The polar regions, akin to Earth's radiator fins, play a pivotal role in the planet's heat distribution. Air and water movements, driven by weather and ocean currents, transport heat energy from the tropics towards the poles, where it is released as thermal infrared radiation—a form of energy familiar from heat lamps. Approximately 60% of this energy escapes into space in far-infrared wavelengths that have remained largely unexplored.

PREFIRE, with its CubeSat mission, aims to bridge this knowledge gap. Brian Drouin, the scientist and deputy principal investigator for the mission at NASA's Jet Propulsion Laboratory, emphasized the potential to uncover fundamental insights into our planet's workings. The polar regions, often contributing uncertainty to climate projections, hold the key to understanding the efficiency of radiation emission into space.

Scheduled for launch from New Zealand, the two satellites will carry thermal infrared spectrometers, featuring specially designed mirrors and detectors to split and measure infrared light. This technology, akin to that used by the Mars Climate Sounder on NASA's Mars Reconnaissance Orbiter, has been scaled down to fit the CubeSats. Weighing less than 6 pounds (3 kilograms), the instruments utilize thermocouples, similar to those found in household thermostats, for data collection under Earth's comparatively warm conditions. The deployment of these miniature instruments aboard CubeSats marks a significant engineering feat for the PREFIRE mission.

light on climate change, global weather patterns.

To achieve comprehensive coverage, the PREFIRE CubeSats will follow distinct orbital paths, converging near the poles at regular intervals. Since the 1970s, the Arctic has experienced warming at a rate three times higher than the global average. Winter sea ice in the Arctic has been diminishing at a rate exceeding 15,900 square miles (41,200 square kilometers) per year, accounting for a 2.6% loss per decade relative to the 1981-2010 average. Simultaneously, Antarctica's ice sheets have been losing mass at an average rate of around 150 billion tons annually.

These alterations have profound implications, influencing polar ecosystems, ocean temperatures, and circulation patterns.
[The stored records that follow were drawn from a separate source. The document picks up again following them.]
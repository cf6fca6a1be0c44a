//! # Outbound Ports
//!
//! The content-addressed object store this client writes to.

use crate::domain::{EncryptedEnvelope, ObjectStoreError};
use async_trait::async_trait;
use shared_crypto::Secp256k1PublicKey;
use shared_types::ContentHash;

/// Content-addressed envelope store - outbound port.
///
/// Implementations must be safe for concurrent use by many in-flight
/// requests.
#[async_trait]
pub trait ObjectStoreTransport: Send + Sync {
    /// Store a sealed envelope and return the hash the store assigned.
    async fn put(&self, envelope: &EncryptedEnvelope) -> Result<ContentHash, ObjectStoreError>;

    /// Fetch the envelope stored under `hash` on behalf of `audience`.
    async fn get(
        &self,
        hash: &ContentHash,
        audience: &Secp256k1PublicKey,
    ) -> Result<EncryptedEnvelope, ObjectStoreError>;
}
//! # Domain Entities
//!
//! The stored form of an asset.

use super::errors::ObjectStoreError;
use serde::{Deserialize, Serialize};
use shared_crypto::{Cipher, Nonce, Secp256k1PublicKey, Secp256k1Signature, WrappedKey};

/// Current envelope format version.
pub const ENVELOPE_VERSION: u16 = 1;

/// Payload key wrapped for one audience.
#[derive(Clone, Debug, PartialEq, Eq, Serialize, Deserialize)]
pub struct AudienceKey {
    /// Audience public key.
    pub public_key: Secp256k1PublicKey,
    /// Payload key wrapped for that audience.
    pub wrapped_key: WrappedKey,
}

/// Encrypted, signed representation of one stored payload.
///
/// Every audience unwraps the same payload key and therefore recovers the
/// same plaintext.
#[derive(Clone, Debug, PartialEq, Eq, Serialize, Deserialize)]
pub struct EncryptedEnvelope {
    /// Format version.
    pub version: u16,
    /// Payload cipher.
    pub cipher: Cipher,
    /// Payload nonce.
    pub nonce: Nonce,
    /// One wrap per audience; the primary recipient comes first.
    pub audiences: Vec<AudienceKey>,
    /// Single-use signer public key generated by the store call.
    pub signer: Secp256k1PublicKey,
    /// Signer signature over the SHA-256 of the ciphertext.
    pub signature: Secp256k1Signature,
    /// Encrypted payload with tag.
    pub ciphertext: Vec<u8>,
}

impl EncryptedEnvelope {
    /// Wrap entry for `public_key`, if it is an audience.
    pub fn audience(&self, public_key: &Secp256k1PublicKey) -> Option<&AudienceKey> {
        self.audiences.iter().find(|a| &a.public_key == public_key)
    }

    /// Whether `public_key` is an audience.
    pub fn has_audience(&self, public_key: &Secp256k1PublicKey) -> bool {
        self.audience(public_key).is_some()
    }

    /// Metadata view without the ciphertext.
    pub fn metadata(&self) -> EnvelopeMetadata {
        EnvelopeMetadata {
            version: self.version,
            cipher: self.cipher,
            audiences: self.audiences.clone(),
            signer: self.signer,
            content_length: self.ciphertext.len() as u64,
        }
    }

    /// Canonical binary encoding.
    pub fn encode(&self) -> Result<Vec<u8>, ObjectStoreError> {
        bincode::serialize(self).map_err(|e| ObjectStoreError::Codec(e.to_string()))
    }

    /// Decode the canonical binary encoding.
    pub fn decode(bytes: &[u8]) -> Result<Self, ObjectStoreError> {
        let envelope: Self =
            bincode::deserialize(bytes).map_err(|e| ObjectStoreError::Codec(e.to_string()))?;
        if envelope.version != ENVELOPE_VERSION {
            return Err(ObjectStoreError::Codec(format!(
                "unsupported envelope version {}",
                envelope.version
            )));
        }
        Ok(envelope)
    }
}

/// Envelope metadata returned without a private key.
#[derive(Clone, Debug, PartialEq, Eq, Serialize, Deserialize)]
pub struct EnvelopeMetadata {
    /// Format version.
    pub version: u16,
    /// Payload cipher.
    pub cipher: Cipher,
    /// Per-audience key wraps.
    pub audiences: Vec<AudienceKey>,
    /// Store signer public key.
    pub signer: Secp256k1PublicKey,
    /// Ciphertext length in bytes.
    pub content_length: u64,
}

impl EnvelopeMetadata {
    /// Audience public keys in envelope order.
    pub fn audience_keys(&self) -> Vec<Secp256k1PublicKey> {
        self.audiences.iter().map(|a| a.public_key).collect()
    }
}
//! Telemetry configuration from environment variables.

use std::env;

/// Default service name in log records.
pub const DEFAULT_SERVICE_NAME: &str = "asset-onboard";

/// Logging configuration.
#[derive(Debug, Clone, PartialEq, Eq)]
pub struct TelemetryConfig {
    /// Service name attached to the startup record
    pub service_name: String,

    /// Filter directive (trace, debug, info, warn, error, or a full EnvFilter string)
    pub log_level: String,

    /// Whether to write log records at all
    pub console_output: bool,

    /// Whether to write JSON records instead of human-readable lines
    pub json_logs: bool,
}

impl Default for TelemetryConfig {
    fn default() -> Self {
        Self {
            service_name: DEFAULT_SERVICE_NAME.to_string(),
            log_level: "info".to_string(),
            console_output: true,
            json_logs: false,
        }
    }
}

impl TelemetryConfig {
    /// Create configuration from environment variables.
    ///
    /// # Environment Variables
    ///
    /// - `AO_SERVICE_NAME`: Service name (default: asset-onboard)
    /// - `AO_LOG_LEVEL` or `RUST_LOG`: Filter directive (default: info)
    /// - `AO_CONSOLE_OUTPUT`: Enable log output (default: true)
    /// - `AO_JSON_LOGS`: JSON records (default: false, true in containers)
    pub fn from_env() -> Self {
        Self::from_lookup(|key| env::var(key).ok())
    }

    /// Create configuration from an arbitrary variable source.
    pub fn from_lookup<F>(lookup: F) -> Self
    where
        F: Fn(&str) -> Option<String>,
    {
        let is_container =
            lookup("KUBERNETES_SERVICE_HOST").is_some() || lookup("DOCKER_CONTAINER").is_some();

        Self {
            service_name: lookup("AO_SERVICE_NAME")
                .unwrap_or_else(|| DEFAULT_SERVICE_NAME.to_string()),

            log_level: lookup("AO_LOG_LEVEL")
                .or_else(|| lookup("RUST_LOG"))
                .unwrap_or_else(|| "info".to_string()),

            console_output: lookup("AO_CONSOLE_OUTPUT")
                .map(|v| v.to_lowercase() != "false" && v != "0")
                .unwrap_or(true),

            json_logs: lookup("AO_JSON_LOGS")
                .map(|v| v.to_lowercase() == "true" || v == "1")
                .unwrap_or(is_container),
        }
    }

    /// Override the filter directive, e.g. from a `--verbose` flag.
    pub fn with_log_level(mut self, level: impl Into<String>) -> Self {
        self.log_level = level.into();
        self
    }
}

#[cfg(test)]
mod tests {
    use super::*;
    use std::collections::HashMap;

    fn lookup(vars: &[(&str, &str)]) -> impl Fn(&str) -> Option<String> {
        let map: HashMap<String, String> = vars
            .iter()
            .map(|(k, v)| (k.to_string(), v.to_string()))
            .collect();
        move |key| map.get(key).cloned()
    }

    #[test]
    fn test_default_config() {
        let config = TelemetryConfig::default();
        assert_eq!(config.service_name, "asset-onboard");
        assert_eq!(config.log_level, "info");
        assert!(!config.json_logs);
    }

    #[test]
    fn test_ao_log_level_wins_over_rust_log() {
        let config =
            TelemetryConfig::from_lookup(lookup(&[("AO_LOG_LEVEL", "debug"), ("RUST_LOG", "warn")]));
        assert_eq!(config.log_level, "debug");

        let config = TelemetryConfig::from_lookup(lookup(&[("RUST_LOG", "warn")]));
        assert_eq!(config.log_level, "warn");
    }

    #[test]
    fn test_json_defaults_on_in_containers() {
        let config = TelemetryConfig::from_lookup(lookup(&[("DOCKER_CONTAINER", "1")]));
        assert!(config.json_logs);

        let config = TelemetryConfig::from_lookup(lookup(&[
            ("DOCKER_CONTAINER", "1"),
            ("AO_JSON_LOGS", "false"),
        ]));
        assert!(!config.json_logs);
    }

    #[test]
    fn test_console_output_flag() {
        let config = TelemetryConfig::from_lookup(lookup(&[("AO_CONSOLE_OUTPUT", "0")]));
        assert!(!config.console_output);
    }
}
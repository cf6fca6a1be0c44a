//! HTTP Object Store Adapter
//!
//! Talks to a remote content-addressed store:
//!
//! | Call | Request | Response |
//! |------|---------|----------|
//! | put | `POST {url}/objects` with the envelope bytes | `{"hash": "<base64>"}` |
//! | get | `GET {url}/objects/{hex hash}?audience={hex key}` | envelope bytes, 404 if unknown |

use crate::domain::{EncryptedEnvelope, ObjectStoreError};
use crate::ports::ObjectStoreTransport;
use async_trait::async_trait;
use reqwest::{Client, StatusCode};
use serde::Deserialize;
use shared_crypto::Secp256k1PublicKey;
use shared_types::ContentHash;
use std::time::Duration;
use tracing::debug;

#[derive(Debug, Deserialize)]
struct PutResponse {
    hash: String,
}

/// HTTP object store client.
pub struct HttpObjectStore {
    client: Client,
    base_url: String,
}

impl HttpObjectStore {
    /// Create a client for `base_url`.
    ///
    /// `request_timeout` is a transport-level backstop; the encrypted object
    /// client applies its own per-call timeout on top.
    pub fn new(
        base_url: impl Into<String>,
        request_timeout: Duration,
    ) -> Result<Self, ObjectStoreError> {
        let client = Client::builder()
            .timeout(request_timeout)
            .connect_timeout(request_timeout.min(Duration::from_secs(5)))
            .build()?;

        Ok(Self {
            client,
            base_url: base_url.into().trim_end_matches('/').to_string(),
        })
    }

    /// Base url without a trailing slash.
    pub fn base_url(&self) -> &str {
        &self.base_url
    }

    fn object_url(&self, hash: &ContentHash) -> String {
        format!("{}/objects/{}", self.base_url, hex::encode(hash.as_bytes()))
    }
}

#[async_trait]
impl ObjectStoreTransport for HttpObjectStore {
    async fn put(&self, envelope: &EncryptedEnvelope) -> Result<ContentHash, ObjectStoreError> {
        let body = envelope.encode()?;
        let url = format!("{}/objects", self.base_url);
        debug!(url = %url, size = body.len(), "[ao-02] HTTP put");

        let response = self
            .client
            .post(&url)
            .header(reqwest::header::CONTENT_TYPE, "application/octet-stream")
            .body(body)
            .send()
            .await?
            .error_for_status()?;

        let parsed: PutResponse = response
            .json()
            .await
            .map_err(|e| ObjectStoreError::Codec(e.to_string()))?;
        ContentHash::from_base64(&parsed.hash).map_err(|e| ObjectStoreError::Codec(e.to_string()))
    }

    async fn get(
        &self,
        hash: &ContentHash,
        audience: &Secp256k1PublicKey,
    ) -> Result<EncryptedEnvelope, ObjectStoreError> {
        let url = self.object_url(hash);
        debug!(url = %url, "[ao-02] HTTP get");

        let response = self
            .client
            .get(&url)
            .query(&[("audience", audience.to_hex())])
            .send()
            .await?;

        if response.status() == StatusCode::NOT_FOUND {
            return Err(ObjectStoreError::ObjectNotFound(hash.to_string()));
        }
        let bytes = response.error_for_status()?.bytes().await?;
        EncryptedEnvelope::decode(&bytes)
    }
}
Meltwater from thick ice sheets in Greenland and Antarctica contributes significantly to the global rise in sea level since 1993, accounting for approximately one-third of the increase.
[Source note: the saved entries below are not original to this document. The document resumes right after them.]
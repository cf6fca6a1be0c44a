//! # ao-onboard
//!
//! Command-line front end for the onboarding service. Every command prints
//! one JSON document on stdout; logs go to stderr.

use std::path::{Path, PathBuf};

use anyhow::{bail, Context, Result};
use clap::{Parser, Subcommand, ValueEnum};
use serde_json::{json, Value};
use tracing::info;
use uuid::Uuid;

use ao_01_metadata_address::{MetadataAddress, SpecReference};
use ao_04_scope_graph::AssetClass;
use onboard_runtime::{ExplicitSpecs, OnboardConfig, OnboardContainer, OnboardService, Retrieved};
use onboard_telemetry::{init_telemetry, TelemetryConfig};
use shared_crypto::{Secp256k1KeyPair, Secp256k1PublicKey};
use shared_types::{Asset, ContentHash};

#[derive(Parser)]
#[command(name = "ao-onboard")]
#[command(about = "Onboard assets into the encrypted object store and build ledger writes", long_about = None)]
struct Cli {
    #[command(subcommand)]
    command: Command,

    /// Enable debug logging
    #[arg(short, long, global = true)]
    verbose: bool,

    /// Config file path
    #[arg(short, long, global = true, env = "AO_CONFIG")]
    config: Option<PathBuf>,
}

#[derive(Subcommand)]
enum Command {
    /// Store an asset and build the transaction that records it
    Onboard {
        /// Asset JSON file: one asset, or an array for bulk onboarding
        #[arg(long, conflicts_with = "file", required_unless_present = "file")]
        asset: Option<PathBuf>,

        /// Raw file to wrap as a file NFT
        #[arg(long)]
        file: Option<PathBuf>,

        /// MIME type of `--file`
        #[arg(long, requires = "file")]
        content_type: Option<String>,

        /// Recipient public key (compressed hex)
        #[arg(long)]
        public_key: String,

        /// Scope owner address
        #[arg(long)]
        owner: String,

        /// Grant the configured asset manager read access
        #[arg(long)]
        permission_asset_manager: bool,

        /// Asset classifier selecting the specifications
        #[arg(long)]
        classifier: Option<String>,

        /// Scope specification (bech32 address or UUID)
        #[arg(long, conflicts_with = "file")]
        scope_spec: Option<SpecReference>,

        /// Contract specification (bech32 address or UUID)
        #[arg(long, conflicts_with = "file")]
        contract_spec: Option<SpecReference>,

        /// Asset class (asset, loan_pool_state); defaults to the configured class
        #[arg(long)]
        asset_class: Option<AssetClass>,

        /// Transaction rendering
        #[arg(long, value_enum, default_value_t = TxFormat::Json)]
        format: TxFormat,
    },

    /// Encrypt and store an asset without building ledger writes
    Store {
        /// Asset JSON file
        #[arg(long)]
        asset: PathBuf,

        /// Recipient public key (compressed hex)
        #[arg(long)]
        public_key: String,

        /// Grant the configured asset manager read access
        #[arg(long)]
        permission_asset_manager: bool,
    },

    /// Build the transaction publishing the default specifications
    WriteSpecs {
        /// Specification owner address
        #[arg(long)]
        owner: String,

        /// Asset class (asset, loan_pool_state); defaults to the configured class
        #[arg(long)]
        asset_class: Option<AssetClass>,

        /// Transaction rendering
        #[arg(long, value_enum, default_value_t = TxFormat::Json)]
        format: TxFormat,
    },

    /// Fetch a stored object
    Retrieve {
        /// Content hash (base64)
        #[arg(long)]
        hash: String,

        /// Audience public key (compressed hex)
        #[arg(long)]
        public_key: String,

        /// Private key (hex); defaults to the configured signing key
        #[arg(long)]
        private_key: Option<String>,

        /// Return envelope metadata even when a private key is available
        #[arg(long)]
        metadata_only: bool,
    },

    /// Print the bech32 address of a metadata object
    Address {
        /// Address kind
        #[arg(value_enum)]
        kind: AddressTarget,

        /// Scope or specification id
        #[arg(long)]
        id: Uuid,

        /// Session id, for session addresses
        #[arg(long)]
        session: Option<Uuid>,

        /// Record name, for record and record specification addresses
        #[arg(long)]
        name: Option<String>,
    },
}

#[derive(Clone, Copy, ValueEnum)]
enum TxFormat {
    /// Pretty JSON with `@type` tags
    Json,
    /// One base64 string per message
    Base64,
}

#[derive(Clone, Copy, ValueEnum)]
enum AddressTarget {
    Scope,
    Session,
    Record,
    ContractSpec,
    ScopeSpec,
    RecordSpec,
}

fn public_key(hex: &str) -> Result<Secp256k1PublicKey> {
    Secp256k1PublicKey::from_hex(hex).context("invalid public key")
}

fn read_assets(path: &Path) -> Result<Vec<Asset>> {
    let content = std::fs::read_to_string(path)
        .with_context(|| format!("failed to read {}", path.display()))?;
    if content.trim_start().starts_with('[') {
        serde_json::from_str(&content).context("invalid asset array")
    } else {
        Ok(vec![Asset::from_json(&content)?])
    }
}

fn render_tx(
    service: &OnboardService,
    tx: &ao_05_tx_assembler::TxBody,
    format: TxFormat,
) -> Result<Value> {
    Ok(match format {
        TxFormat::Json => serde_json::from_str(&service.render_json(tx)?)?,
        TxFormat::Base64 => json!(tx.to_base64_messages()?),
    })
}

fn with_class(service: OnboardService, asset_class: Option<AssetClass>) -> OnboardService {
    match asset_class {
        Some(asset_class) => service.with_asset_class(asset_class),
        None => service,
    }
}

fn address(
    kind: AddressTarget,
    id: Uuid,
    session: Option<Uuid>,
    name: Option<&str>,
) -> Result<MetadataAddress> {
    let record_name = || name.context("--name is required for record addresses");
    Ok(match kind {
        AddressTarget::Scope => MetadataAddress::for_scope(id),
        AddressTarget::Session => match session {
            Some(session) => MetadataAddress::for_session(id, session),
            None => bail!("--session is required for session addresses"),
        },
        AddressTarget::Record => MetadataAddress::for_record(id, record_name()?)?,
        AddressTarget::ContractSpec => MetadataAddress::for_contract_specification(id),
        AddressTarget::ScopeSpec => MetadataAddress::for_scope_specification(id),
        AddressTarget::RecordSpec => {
            MetadataAddress::for_record_specification(id, record_name()?)?
        }
    })
}

#[tokio::main]
async fn main() -> Result<()> {
    let cli = Cli::parse();

    let mut telemetry = TelemetryConfig::from_env();
    if cli.verbose {
        telemetry = telemetry.with_log_level("debug");
    }
    init_telemetry(&telemetry)?;

    let config = OnboardConfig::load(cli.config.as_deref())?;
    for line in config.log_lines() {
        info!("[config] {line}");
    }

    let container = OnboardContainer::new(&config)?;
    let service = container.service();

    let output = match cli.command {
        Command::Onboard {
            asset,
            file,
            content_type,
            public_key: key,
            owner,
            permission_asset_manager,
            classifier,
            scope_spec,
            contract_spec,
            asset_class,
            format,
        } => {
            let service = with_class(service, asset_class);
            let specs = ExplicitSpecs {
                scope_spec,
                contract_spec,
            };
            let key = public_key(&key)?;
            if let Some(path) = file {
                let bytes = std::fs::read(&path)
                    .with_context(|| format!("failed to read {}", path.display()))?;
                let filename = path
                    .file_name()
                    .map(|n| n.to_string_lossy().into_owned())
                    .unwrap_or_default();
                let result = service
                    .onboard_file(
                        &filename,
                        content_type.as_deref(),
                        bytes,
                        &key,
                        &owner,
                        permission_asset_manager,
                    )
                    .await?;
                json!({
                    "asset_id": result.asset_id,
                    "content_hash": result.content_hash,
                    "tx": render_tx(&service, &result.tx_body, format)?,
                })
            } else {
                let path = asset.context("--asset or --file is required")?;
                let mut assets = read_assets(&path)?;
                if assets.len() == 1 {
                    let asset = assets.remove(0);
                    let result = service
                        .onboard_with_specs(
                            &asset,
                            &key,
                            &owner,
                            permission_asset_manager,
                            classifier.as_deref(),
                            &specs,
                        )
                        .await?;
                    json!({
                        "asset_id": result.asset_id,
                        "content_hash": result.content_hash,
                        "tx": render_tx(&service, &result.tx_body, format)?,
                    })
                } else {
                    let bulk = service
                        .onboard_bulk_with_specs(
                            assets,
                            &key,
                            &owner,
                            permission_asset_manager,
                            classifier.as_deref(),
                            &specs,
                        )
                        .await?;
                    json!({
                        "included": bulk.included,
                        "failures": bulk.failures,
                        "tx": render_tx(&service, &bulk.tx_body, format)?,
                    })
                }
            }
        }

        Command::Store {
            asset,
            public_key: key,
            permission_asset_manager,
        } => {
            let key = public_key(&key)?;
            let asset = Asset::from_json(
                &std::fs::read_to_string(&asset)
                    .with_context(|| format!("failed to read {}", asset.display()))?,
            )?;
            let hash = service
                .store_asset(&asset, &key, permission_asset_manager)
                .await?;
            json!({ "asset_id": asset.id, "content_hash": hash })
        }

        Command::WriteSpecs {
            owner,
            asset_class,
            format,
        } => {
            let service = with_class(service, asset_class);
            let tx = service.write_specs(&owner)?;
            json!({ "tx": render_tx(&service, &tx, format)? })
        }

        Command::Retrieve {
            hash,
            public_key: key,
            private_key,
            metadata_only,
        } => {
            let hash: ContentHash = hash.parse()?;
            let key = public_key(&key)?;
            let key_pair = match private_key.or_else(|| config.service_keys.signing_key.clone())
            {
                Some(hex) if !metadata_only => {
                    Some(Secp256k1KeyPair::from_hex(&hex).context("invalid private key")?)
                }
                _ => None,
            };
            match service.retrieve(&hash, &key, key_pair.as_ref()).await? {
                Retrieved::Metadata(metadata) => json!({ "metadata": metadata }),
                Retrieved::Plaintext(bytes) => match Asset::from_bytes(&bytes) {
                    Ok(asset) => json!({ "asset": asset }),
                    Err(_) => json!({ "plaintext_hex": hex::encode(bytes) }),
                },
            }
        }

        Command::Address {
            kind,
            id,
            session,
            name,
        } => {
            let address = address(kind, id, session, name.as_deref())?;
            json!({ "address": address.to_bech32()?, "kind": format!("{:?}", address.kind()) })
        }
    };

    println!("{}", serde_json::to_string_pretty(&output)?);
    Ok(())
}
Tristan L'Ecuyer, a professor at the University of Wisconsin-Madison and the mission's principal investigator, highlights the interconnectedness of polar changes and global weather patterns. Understanding and projecting these shifts rely on climate models that factor in various physical processes. PREFIRE aims to enhance these models by providing crucial data on climate variables such as atmospheric temperature, surface properties, water vapor, and clouds. The mission's comprehensive data collection will contribute to more accurate climate projections, offering insights into the evolving world and its impact on global weather patterns.